There is a small set of practices we keep returning to in the small treatment room at the back of the building, and weighted blankets is one of them. It is, in the way the best of the practices are, both very simple and very particular. The simple part is what you can describe in a sentence — a blanket weighted to about ten percent of body weight, used at the start of the wind-down or for the first hour of sleep. The particular part is everything that happens once a body is on the table, or once the brush is in the hand, or once the warm water meets the salt. Most of what I have learned about it has come from that particular part, slowly.
I am writing this from the kitchen, at the back of the building, after a morning of three sessions. I keep a notebook on the small shelf by the window for the practices I want to remember the next time the topic comes up at the studio door. Weighted blankets has filled most of a page over the last year. Some of what I have written there has clarified into something I would put in front of someone, and that is what this small note is. Twenty minutes at wind-down or used through the first sleep cycle, not all night — that is roughly the practical frame I keep coming back to.
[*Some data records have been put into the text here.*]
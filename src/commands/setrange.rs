use async_trait::async_trait;
use bytes::Bytes;

use crate::commands::executable::{Context, Executable};
use crate::commands::CommandParser;
use crate::frame::Frame;
use crate::Error;

/// Overwrites part of the string stored at key, starting at the specified offset, for the
/// entire length of value. If the offset is larger than the current length of the string at
/// key, the string is padded with zero-bytes to make offset fit. A negative offset counts from
/// the end of the current string.
///
/// Ref: <https://redis.io/docs/latest/commands/setrange/>
#[derive(Debug, PartialEq)]
pub struct Setrange {
    pub key: Bytes,
    pub offset: i64,
    pub value: Bytes,
}

#[async_trait]
impl Executable for Setrange {
    async fn exec(self, ctx: &mut Context<'_>) -> Result<Frame, Error> {
        let len = ctx
            .db()
            .strings
            .set_range(&self.key, self.offset, self.value)
            .await?;

        Ok(Frame::Integer(len as i64))
    }
}

impl TryFrom<&mut CommandParser> for Setrange {
    type Error = Error;

    fn try_from(parser: &mut CommandParser) -> Result<Self, Self::Error> {
        let key = parser.next_bytes()?;
        let offset = parser.next_integer()?;
        let value = parser.next_bytes()?;

        Ok(Self { key, offset, value })
    }
}

#[cfg(test)]
mod tests {
    use super::*;
    use crate::commands::Command;
    use crate::dispatcher::Dispatcher;
    use crate::session::Session;

    #[tokio::test]
    async fn overwrite_existing_value() {
        let dispatcher = Dispatcher::default();
        let mut session = Session::default();

        let frame = Frame::Array(vec![
            Frame::Bulk(Bytes::from("SETRANGE")),
            Frame::Bulk(Bytes::from("key1")),
            Frame::Bulk(Bytes::from("6")),
            Frame::Bulk(Bytes::from("Redis")),
        ]);
        let cmd = Command::try_from(frame).unwrap();

        assert_eq!(
            cmd,
            Command::Setrange(Setrange {
                key: Bytes::from("key1"),
                offset: 6,
                value: Bytes::from("Redis"),
            })
        );

        let strings = &dispatcher.keyspace().database(0).strings;
        strings
            .set(&Bytes::from("key1"), Bytes::from("Hello World"), None)
            .await
            .unwrap();

        let res = dispatcher.execute(cmd, &mut session).await.unwrap();

        assert_eq!(res, Frame::Integer(11));
        assert_eq!(
            strings.get(&Bytes::from("key1")).await.unwrap(),
            Some(Bytes::from("Hello Redis"))
        );
    }

    #[tokio::test]
    async fn pads_missing_key() {
        let dispatcher = Dispatcher::default();
        let mut session = Session::default();

        let cmd = Command::Setrange(Setrange {
            key: Bytes::from("key2"),
            offset: 6,
            value: Bytes::from("Redis"),
        });

        let res = dispatcher.execute(cmd, &mut session).await.unwrap();

        assert_eq!(res, Frame::Integer(11));
        assert_eq!(
            dispatcher
                .keyspace()
                .database(0)
                .strings
                .get(&Bytes::from("key2"))
                .await
                .unwrap(),
            Some(Bytes::from("\0\0\0\0\0\0Redis"))
        );
    }

    #[tokio::test]
    async fn negative_offset() {
        let dispatcher = Dispatcher::default();
        let mut session = Session::default();

        let frame = Frame::Array(vec![
            Frame::Bulk(Bytes::from("SETRANGE")),
            Frame::Bulk(Bytes::from("key1")),
            Frame::Bulk(Bytes::from("-5")),
            Frame::Bulk(Bytes::from("Redis")),
        ]);
        let cmd = Command::try_from(frame).unwrap();

        assert_eq!(
            cmd,
            Command::Setrange(Setrange {
                key: Bytes::from("key1"),
                offset: -5,
                value: Bytes::from("Redis"),
            })
        );

        dispatcher
            .keyspace()
            .database(0)
            .strings
            .set(&Bytes::from("key1"), Bytes::from("Hello World"), None)
            .await
            .unwrap();

        let res = dispatcher.execute(cmd, &mut session).await.unwrap();
        assert_eq!(res, Frame::Integer(11));

        let frame = Frame::Array(vec![
            Frame::Bulk(Bytes::from("GETRANGE")),
            Frame::Bulk(Bytes::from("key1")),
            Frame::Bulk(Bytes::from("-5")),
            Frame::Bulk(Bytes::from("-1")),
        ]);
        let cmd = Command::try_from(frame).unwrap();
        let res = dispatcher.execute(cmd, &mut session).await.unwrap();

        assert_eq!(res, Frame::Bulk(Bytes::from("Redis")));
    }

    #[tokio::test]
    async fn offset_before_the_start() {
        let dispatcher = Dispatcher::default();
        let mut session = Session::default();

        let cmd = Command::Setrange(Setrange {
            key: Bytes::from("key1"),
            offset: -1,
            value: Bytes::from("Redis"),
        });

        let err = dispatcher.execute(cmd, &mut session).await.unwrap_err();

        assert_eq!(err.to_string(), "ERR offset is out of range");
    }
}
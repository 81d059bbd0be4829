use async_trait::async_trait;
use bytes::Bytes;

use crate::commands::executable::{Context, Executable};
use crate::commands::CommandParser;
use crate::frame::Frame;
use crate::Error;

/// Returns message.
///
/// Ref: <https://redis.io/docs/latest/commands/echo/>
#[derive(Debug, PartialEq)]
pub struct Echo {
    pub message: Bytes,
}

#[async_trait]
impl Executable for Echo {
    async fn exec(self, _ctx: &mut Context<'_>) -> Result<Frame, Error> {
        Ok(Frame::Bulk(self.message))
    }
}

impl TryFrom<&mut CommandParser> for Echo {
    type Error = Error;

    fn try_from(parser: &mut CommandParser) -> Result<Self, Self::Error> {
        let message = parser.next_bytes()?;

        Ok(Self { message })
    }
}
use async_trait::async_trait;
use bytes::Bytes;

use crate::commands::executable::{Context, Executable};
use crate::commands::expire::expire_at;
use crate::commands::{CommandParser, CommandParserError};
use crate::frame::Frame;
use crate::Error;

/// EXPIREAT has the same effect and semantic as EXPIRE, but instead of specifying the number of
/// seconds representing the TTL, it takes an absolute Unix timestamp in seconds. A timestamp in
/// the past deletes the key.
///
/// Ref: <https://redis.io/docs/latest/commands/expireat/>
#[derive(Debug, PartialEq)]
pub struct ExpireAt {
    pub key: Bytes,
    pub timestamp: i64,
}

#[async_trait]
impl Executable for ExpireAt {
    async fn exec(self, ctx: &mut Context<'_>) -> Result<Frame, Error> {
        let at = self.timestamp.checked_mul(1000).ok_or_else(|| {
            CommandParserError::InvalidExpireTime {
                command: "expireat".to_string(),
            }
        })?;

        expire_at(ctx, &self.key, at).await
    }
}

impl TryFrom<&mut CommandParser> for ExpireAt {
    type Error = Error;

    fn try_from(parser: &mut CommandParser) -> Result<Self, Self::Error> {
        let key = parser.next_bytes()?;
        let timestamp = parser.next_integer()?;

        Ok(Self { key, timestamp })
    }
}

#[cfg(test)]
mod tests {
    use super::*;
    use crate::commands::Command;
    use crate::dispatcher::Dispatcher;
    use crate::session::Session;
    use crate::utils::time::now_millis;

    #[tokio::test]
    async fn future_timestamp() {
        let dispatcher = Dispatcher::default();
        let mut session = Session::default();
        let timestamp = now_millis() / 1000 + 100;

        let frame = Frame::Array(vec![
            Frame::Bulk(Bytes::from("EXPIREAT")),
            Frame::Bulk(Bytes::from("mykey")),
            Frame::Bulk(Bytes::from(timestamp.to_string())),
        ]);
        let cmd = Command::try_from(frame).unwrap();

        assert_eq!(
            cmd,
            Command::ExpireAt(ExpireAt {
                key: Bytes::from("mykey"),
                timestamp,
            })
        );

        let db = dispatcher.keyspace().database(0);
        db.strings
            .set(&Bytes::from("mykey"), Bytes::from("Hello"), None)
            .await
            .unwrap();

        let res = dispatcher.execute(cmd, &mut session).await.unwrap();

        assert_eq!(res, Frame::Integer(1));
        let ttl = db.ttl(&Bytes::from("mykey")).await.unwrap().as_secs();
        assert!((99..=100).contains(&ttl));
    }

    #[test]
    fn invalid_timestamp() {
        let frame = Frame::Array(vec![
            Frame::Bulk(Bytes::from("EXPIREAT")),
            Frame::Bulk(Bytes::from("mykey")),
            Frame::Bulk(Bytes::from("not-a-number")),
        ]);

        let err = Command::try_from(frame).unwrap_err();

        assert_eq!(
            err.to_string(),
            "ERR value is not an integer or out of range"
        );
    }
}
What the practice actually does
The honest description of what weighted blankets does in the body is small and useful. A body that lands faster — the constant gentle pressure is read by the nervous system as held. That is the marker I look for in clients who have been with the practice for some weeks. It is not the marketing version — there will be no dramatic before-and-after photograph — but it is the version that compounds over months, and it is the one that is worth knowing about.
Whether the practice is given on a table, or in a brush by the door, or in a jar in the bathroom, the underlying mechanics are similar. The body, when met carefully and at the right pace, answers in the language it has. Most of that language is small and slow and almost not visible at first. By the third session — or the third week, or the third jar — it has clarified into something you can see yourself, without anyone having to point it out.

How the session or the ritual goes
The practical frame is: twenty minutes at wind-down or used through the first sleep cycle, not all night. The setup is small — a weighted blanket at about ten percent body weight, and a cotton cover if your bedroom runs warm — and the room is quiet. Whether the practice happens on a table at the studio or on the bathroom floor at home, the architecture is the same. A few minutes to settle. The practice itself, given unhurriedly. A few minutes after, in which the body finishes what it has begun.
Most of the small mistakes that show up in clients who have been doing the practice on their own have to do with rushing one of those three phases. The settling matters. The unhurriedness in the middle matters. The after matters. Skipping any of the three usually means the practice does not give back what it is capable of giving.
The small thing that goes wrong
The most common error I see in clients who arrive with some prior exposure to weighted blankets is the same one: buying too heavy or too hot; the wrong weight or the wrong fabric makes the blanket a chore. The version they have learned somewhere along the way is louder than the version that actually works, and it has to be quietly unlearned.
This is not a criticism of the clients. The practice has been written about in ways that overpromise or oversell, and they have done the reasonable thing of believing what they have read. My only job is to give them the quieter version and to give it long enough that they can see, themselves, that it does more than the louder one.
The practice does not need to be larger to do more. A body that lands faster — the constant gentle pressure is read by the nervous system as held — that is enough, and it compounds.
If you are starting with weighted blankets, give it a month of honest use before you decide whether it is helping. The first week will probably feel like nothing. The second will start to settle in. By the fourth, if you have been patient, the small change will be there in a way you can recognise without having to look for it. That is the only honest pacing I can suggest. If you want to come and sit with the practice at the studio sometime, the door is open most weekday afternoons.